The Day I Learned White Christians Hate Me

Dear White American Evangelical Christians,

It’s taken me three years to write this. Oh how I wish you could understand how hard the last few years have been for me, and millions of others. I wish you had the ability to sit with racial discomfort without lashing out at me for more than 30 seconds. I need to tell you a story, but honestly, I don’t know if you have the strength to sit with it. I need to tell you how your racial hatred has driven me away from the God you claim is love.

A mere three years ago, in what seems like a past life, I was attending Mars Hill Church. I was unhappy there but we were leading a community group and bailing wasn’t really an option. Then some tremors started.

To be clear, these rumblings had always been there, but they got pushed to the side (or “under the bus”). This year they bubbled to the surface.

This was August of 2014. My oldest son was about to turn two I was on vacation with little cell service, texting friends every time we got to a town with the newest, ugliest updates. The church was imploding under the weight of a small minded man with a massive ego enriching himself off his flock.

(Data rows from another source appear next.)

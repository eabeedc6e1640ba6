//! File-first run log: the run directory is the only durable record of a
//! turn.

mod context;
mod index;

pub use context::{
    slugify, RunContext, StreamFile, ARTIFACTS_DIR, ENV_FILE, INDEX_FILE, RETRIEVAL_DIR,
};
pub use index::{list_runs, RunDir, RunSummary, StepEntry, Tally};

Everyone in my particular faith circle (Reformed Evangelical Christians) was talking about the rumblings. Everyday evangelical Christians inside and outside my faith circle were logging on to Facebook to see their pastors post the latest gossip, respond to criticisms of Driscoll, vote to remove him leadership, or to defend his actions. By their tone, it seemed they all had an opinion that was desperately needed, completely unique, and God-breathed.

And then, like a silent tectonic slip a thousand miles beneath the surface, on August 9th, 2014, at 12:01 pm local time, Darren Wilson executed the alleged petty thief Michael Brown.

Water mysteriously began to pull away from the shore.

The tension — the ugly foundation splitting under the pressure — was rising to the surface at the speed of sound. An orphan tidal wave, was the description given by Japanese survivors of the tsunami which traveled 5000 miles in a few hours. It appeared from nowhere, was caused by nothing. We didn’t hear a thing. And it still devastated us.

I returned home from vacation with a little tan, a happy heart, and a hyperactive baby boy in my womb. After dinner, bath time, and snuggles with my two year old I sat down with my laptop to check social media.

In the least poetic terms I have available to me, what I saw changed me forever.

The city of Ferguson, Missouri was on fire. I withheld judgment. After all, I had been the victim of police abuse for no reason. And I had enough empathy to know that Black Americans were not just “carrying on about nothing,” as everyone on the political and cultural right likes to claim.

But then I saw the white Christian responses.

The pastors, the Christians, the evangelicals, the Republicans, and the associated gawkers, turned their godly terror, their white makes right holy war, their righteous indignation, from questioning a pastor’s behavior to questioning the value of allowing black people to exist in America.

Of course he deserved it.

He was a thug.

Good riddance.

I would have shot him too.

The wages of sin is death.

It was the conservative evangelical jihad against the evil of blackness — black people, poor people, black culture, black communities — in America. Literally ALL THEY KNEW ABOUT MICHAEL BROWN WAS HIS SKIN COLOR AND HIS ZIP CODE. And yet they knew beyond a shadow of a doubt that the country was better off without him.

The unmitigated flow of white racial terror in the form of verbal abuse from the hearts and minds of white Christians was staggering. The fire-hose of vitriol directly towards people who looked like me, with no regard for empathy, sympathy, understanding, coming directly from white congregants was like nothing I had ever seen before.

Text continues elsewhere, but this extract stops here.